--- Action item ---
Lines from the first one down to the one containing "impl From<&[u8]> for" in the data below are the only ones needed; please return them exactly, both ends included.

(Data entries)

<<<<

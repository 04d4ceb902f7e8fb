//! Typing of values written with [`Session::set`](crate::Session::set).

use crate::error::{Error, Result, ValueShape};
use crate::value::Value;
use bytes::Bytes;
use std::net::Ipv4Addr;

/// Type names accepted by [`ValueType::from_str`](std::str::FromStr).
pub const SUPPORTED_TYPES: &str =
    "Counter32, Counter64, Gauge32, Integer, Integer32, IpAddress, OctetString, TimeTicks, Unsigned32";

/// A host value to be written to an agent.
///
/// Without an explicit [`ValueType`], the protocol type is inferred from the
/// shape: integers and floats become `Integer` (floats truncated toward zero),
/// dotted-quad text becomes `IpAddress`, other text becomes `OctetString`.
/// Bytes and booleans require an explicit type.
#[derive(Debug, Clone, PartialEq)]
pub enum SetValue {
    Integer(i128),
    Float(f64),
    Text(String),
    Bytes(Bytes),
    Bool(bool),
}

macro_rules! impl_from_integer {
    ($($t:ty),*) => {
        $(
            impl From<$t> for SetValue {
                fn from(v: $t) -> Self {
                    SetValue::Integer(v as i128)
                }
            }
        )*
    };
}

impl_from_integer!(i8, i16, i32, i64, u8, u16, u32, u64);

impl From<f32> for SetValue {
    fn from(v: f32) -> Self {
        SetValue::Float(f64::from(v))
    }
}

impl From<f64> for SetValue {
    fn from(v: f64) -> Self {
        SetValue::Float(v)
    }
}

impl From<&str> for SetValue {
    fn from(v: &str) -> Self {
        SetValue::Text(v.to_owned())
    }
}

impl From<String> for SetValue {
    fn from(v: String) -> Self {
        SetValue::Text(v)
    }
}

impl From<Vec<u8>> for SetValue {
    fn from(v: Vec<u8>) -> Self {
        SetValue::Bytes(Bytes::from(v))
    }
}

impl From<&[u8]> for SetValue {
    fn from(v: &[u8]) -> Self {
        SetValue::Bytes(Bytes::copy_from_slice(v))
    }
}

impl From<Bytes> for SetValue {
    fn from(v: Bytes) -> Self {
        SetValue::Bytes(v)
    }
}

impl From<bool> for SetValue {
    fn from(v: bool) -> Self {
        SetValue::Bool(v)
    }
}

impl From<Ipv4Addr> for SetValue {
    fn from(v: Ipv4Addr) -> Self {
        SetValue::Text(v.to_string())
    }
}

/// Protocol type requested explicitly for a `set`.
#[derive(Debug, Clone, Copy, PartialEq, Eq, Hash)]
#[cfg_attr(feature = "serde", derive(serde::Serialize, serde::Deserialize))]
pub enum ValueType {
    Counter32,
    Counter64,
    Gauge32,
    Integer,
    Integer32,
    IpAddress,
    OctetString,
    TimeTicks,
    Unsigned32,
}

impl ValueType {
    pub fn name(self) -> &'static str {
        match self {
            ValueType::Counter32 => "Counter32",
            ValueType::Counter64 => "Counter64",
            ValueType::Gauge32 => "Gauge32",
            ValueType::Integer => "Integer",
            ValueType::Integer32 => "Integer32",
            ValueType::IpAddress => "IpAddress",
            ValueType::OctetString => "OctetString",
            ValueType::TimeTicks => "TimeTicks",
            ValueType::Unsigned32 => "Unsigned32",
        }
    }

    /// Convert `value` to this protocol type.
    pub fn convert(self, value: &SetValue) -> Result<Value> {
        let name = self.name();
        match self {
            ValueType::Integer | ValueType::Integer32 => {
                Ok(Value::Integer(ranged(name, whole_number(name, value)?)?))
            }
            ValueType::Counter32 => Ok(Value::Counter32(ranged(name, whole_number(name, value)?)?)),
            ValueType::Gauge32 | ValueType::Unsigned32 => {
                Ok(Value::Gauge32(ranged(name, whole_number(name, value)?)?))
            }
            ValueType::TimeTicks => Ok(Value::TimeTicks(ranged(name, whole_number(name, value)?)?)),
            ValueType::Counter64 => Ok(Value::Counter64(ranged(name, whole_number(name, value)?)?)),
            ValueType::IpAddress => match value {
                SetValue::Text(s) => parse_ipv4(s)
                    .map(Value::IpAddress)
                    .ok_or_else(|| invalid(name, format!("'{}' is not an IPv4 address", s))),
                SetValue::Bytes(b) => <[u8; 4]>::try_from(b.as_ref())
                    .map(Value::IpAddress)
                    .map_err(|_| invalid(name, format!("expected 4 bytes, got {}", b.len()))),
                other => Err(invalid(name, format!("unsupported value {:?}", other))),
            },
            ValueType::OctetString => match value {
                SetValue::Text(s) => Ok(Value::from(s.as_str())),
                SetValue::Bytes(b) => Ok(Value::OctetString(b.clone())),
                other => Err(invalid(name, format!("unsupported value {:?}", other))),
            },
        }
    }
}

impl std::fmt::Display for ValueType {
    fn fmt(&self, f: &mut std::fmt::Formatter<'_>) -> std::fmt::Result {
        f.write_str(self.name())
    }
}

impl std::str::FromStr for ValueType {
    type Err = Box<Error>;

    fn from_str(s: &str) -> Result<Self> {
        match s {
            "Counter32" => Ok(ValueType::Counter32),
            "Counter64" => Ok(ValueType::Counter64),
            "Gauge32" => Ok(ValueType::Gauge32),
            "Integer" => Ok(ValueType::Integer),
            "Integer32" => Ok(ValueType::Integer32),
            "IpAddress" => Ok(ValueType::IpAddress),
            "OctetString" => Ok(ValueType::OctetString),
            "TimeTicks" => Ok(ValueType::TimeTicks),
            "Unsigned32" => Ok(ValueType::Unsigned32),
            _ => Err(Error::UnsupportedType {
                name: s.into(),
                supported: SUPPORTED_TYPES,
            }
            .boxed()),
        }
    }
}

/// Pick the protocol type for a value given without an explicit type.
pub fn infer(value: &SetValue) -> Result<Value> {
    match value {
        SetValue::Integer(_) | SetValue::Float(_) => ValueType::Integer.convert(value),
        SetValue::Text(s) if is_ipv4_address(s) => ValueType::IpAddress.convert(value),
        SetValue::Text(s) => Ok(Value::from(s.as_str())),
        SetValue::Bytes(_) => Err(cannot_infer(ValueShape::Bytes)),
        SetValue::Bool(_) => Err(cannot_infer(ValueShape::Bool)),
    }
}

/// Four dot-separated decimal parts, each in `0..=255`.
pub fn is_ipv4_address(s: &str) -> bool {
    parse_ipv4(s).is_some()
}

fn parse_ipv4(s: &str) -> Option<[u8; 4]> {
    let mut octets = [0u8; 4];
    let mut parts = s.split('.');
    for octet in &mut octets {
        *octet = parts.next()?.parse().ok()?;
    }
    parts.next().is_none().then_some(octets)
}

fn cannot_infer(shape: ValueShape) -> Box<Error> {
    Error::TypeInference {
        shape,
        supported: SUPPORTED_TYPES,
    }
    .boxed()
}

fn invalid(value_type: &'static str, reason: impl Into<Box<str>>) -> Box<Error> {
    Error::InvalidValue {
        value_type,
        reason: reason.into(),
    }
    .boxed()
}

fn whole_number(name: &'static str, value: &SetValue) -> Result<i128> {
    match value {
        SetValue::Integer(v) => Ok(*v),
        SetValue::Float(f) if f.is_finite() => Ok(f.trunc() as i128),
        SetValue::Float(f) => Err(invalid(name, format!("{} is not finite", f))),
        SetValue::Bool(b) => Ok(i128::from(*b)),
        SetValue::Text(s) => s
            .trim()
            .parse::<i128>()
            .map_err(|_| invalid(name, format!("'{}' is not a number", s))),
        SetValue::Bytes(_) => Err(invalid(name, "bytes cannot be used as a number")),
    }
}

fn ranged<T: TryFrom<i128>>(name: &'static str, v: i128) -> Result<T> {
    T::try_from(v).map_err(|_| invalid(name, format!("{} is out of range", v)))
}
//! Variable binding (VarBind) type.
//!
//! A VarBind pairs an OID with the value an engine returned for it.

use crate::oid::Oid;
use crate::value::Value;

/// Variable binding - an OID-value pair.
#[derive(Debug, Clone, PartialEq, Eq, Hash)]
pub struct VarBind {
    /// The object identifier.
    pub oid: Oid,
    /// The value.
    pub value: Value,
}

impl VarBind {
    /// Create a new VarBind.
    pub fn new(oid: Oid, value: impl Into<Value>) -> Self {
        Self {
            oid,
            value: value.into(),
        }
    }

    /// Create a VarBind with a NULL value.
    pub fn null(oid: Oid) -> Self {
        Self {
            oid,
            value: Value::Null,
        }
    }

    /// Whether this binding lies strictly below `root`.
    pub fn is_under(&self, root: &Oid) -> bool {
        self.oid.is_descendant_of(root)
    }
}

impl std::fmt::Display for VarBind {
    fn fmt(&self, f: &mut std::fmt::Formatter<'_>) -> std::fmt::Result {
        write!(f, "{} = {}", self.oid, self.value)
    }
}

impl From<(Oid, Value)> for VarBind {
    fn from((oid, value): (Oid, Value)) -> Self {
        Self { oid, value }
    }
}
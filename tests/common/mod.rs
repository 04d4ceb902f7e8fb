//! Shared test infrastructure for snmp-table.
//!
//! Provides MIB fixtures and a session wired to a MockEngine.

// Allow dead code and unused imports since not all test files use all utilities
#![allow(dead_code)]
#![allow(unused_imports)]

pub mod fixtures;

pub use fixtures::{
    ETH0_MAC, ETH1_MAC, IF_ENTRY, if_entry, if_table, sys_descr, sys_location, sys_name, sys_uptime, system_mib,
};

use snmp_table::testing::MockEngine;
use snmp_table::{Auth, Session};

/// Session against `engine` with v2c "public" and default settings.
pub fn session(engine: &MockEngine) -> Session<MockEngine> {
    Session::builder("192.0.2.10", Auth::v2c("public"))
        .build(engine.clone())
        .expect("valid session config")
}

/// Engine preloaded with the system group and the interface table.
pub fn agent() -> MockEngine {
    let engine = MockEngine::with_varbinds(system_mib());
    engine.extend(if_table());
    engine
}

/// Route library logs to the test harness; `RUST_LOG` overrides the default.
pub fn init_tracing() {
    use tracing_subscriber::EnvFilter;

    let filter = EnvFilter::try_from_default_env()
        .unwrap_or_else(|_| EnvFilter::new("snmp_table=debug"));
    let _ = tracing_subscriber::fmt()
        .with_env_filter(filter)
        .with_test_writer()
        .try_init();
}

>>>>

--- Answer to this exercise ---
repository 04d4ceb902f7e8fb
//! Typing of values written with [`Session::set`](crate::Session::set).

use crate::error::{Error, Result, ValueShape};
use crate::value::Value;
use bytes::Bytes;
use std::net::Ipv4Addr;

/// Type names accepted by [`ValueType::from_str`](std::str::FromStr).
pub const SUPPORTED_TYPES: &str =
    "Counter32, Counter64, Gauge32, Integer, Integer32, IpAddress, OctetString, TimeTicks, Unsigned32";

/// A host value to be written to an agent.
///
/// Without an explicit [`ValueType`], the protocol type is inferred from the
/// shape: integers and floats become `Integer` (floats truncated toward zero),
/// dotted-quad text becomes `IpAddress`, other text becomes `OctetString`.
/// Bytes and booleans require an explicit type.
#[derive(Debug, Clone, PartialEq)]
pub enum SetValue {
    Integer(i128),
    Float(f64),
    Text(String),
    Bytes(Bytes),
    Bool(bool),
}

macro_rules! impl_from_integer {
    ($($t:ty),*) => {
        $(
            impl From<$t> for SetValue {
                fn from(v: $t) -> Self {
                    SetValue::Integer(v as i128)
                }
            }
        )*
    };
}

impl_from_integer!(i8, i16, i32, i64, u8, u16, u32, u64);

impl From<f32> for SetValue {
    fn from(v: f32) -> Self {
        SetValue::Float(f64::from(v))
    }
}

impl From<f64> for SetValue {
    fn from(v: f64) -> Self {
        SetValue::Float(v)
    }
}

impl From<&str> for SetValue {
    fn from(v: &str) -> Self {
        SetValue::Text(v.to_owned())
    }
}

impl From<String> for SetValue {
    fn from(v: String) -> Self {
        SetValue::Text(v)
    }
}

impl From<Vec<u8>> for SetValue {
    fn from(v: Vec<u8>) -> Self {
        SetValue::Bytes(Bytes::from(v))
    }
}

impl From<&[u8]> for SetValue {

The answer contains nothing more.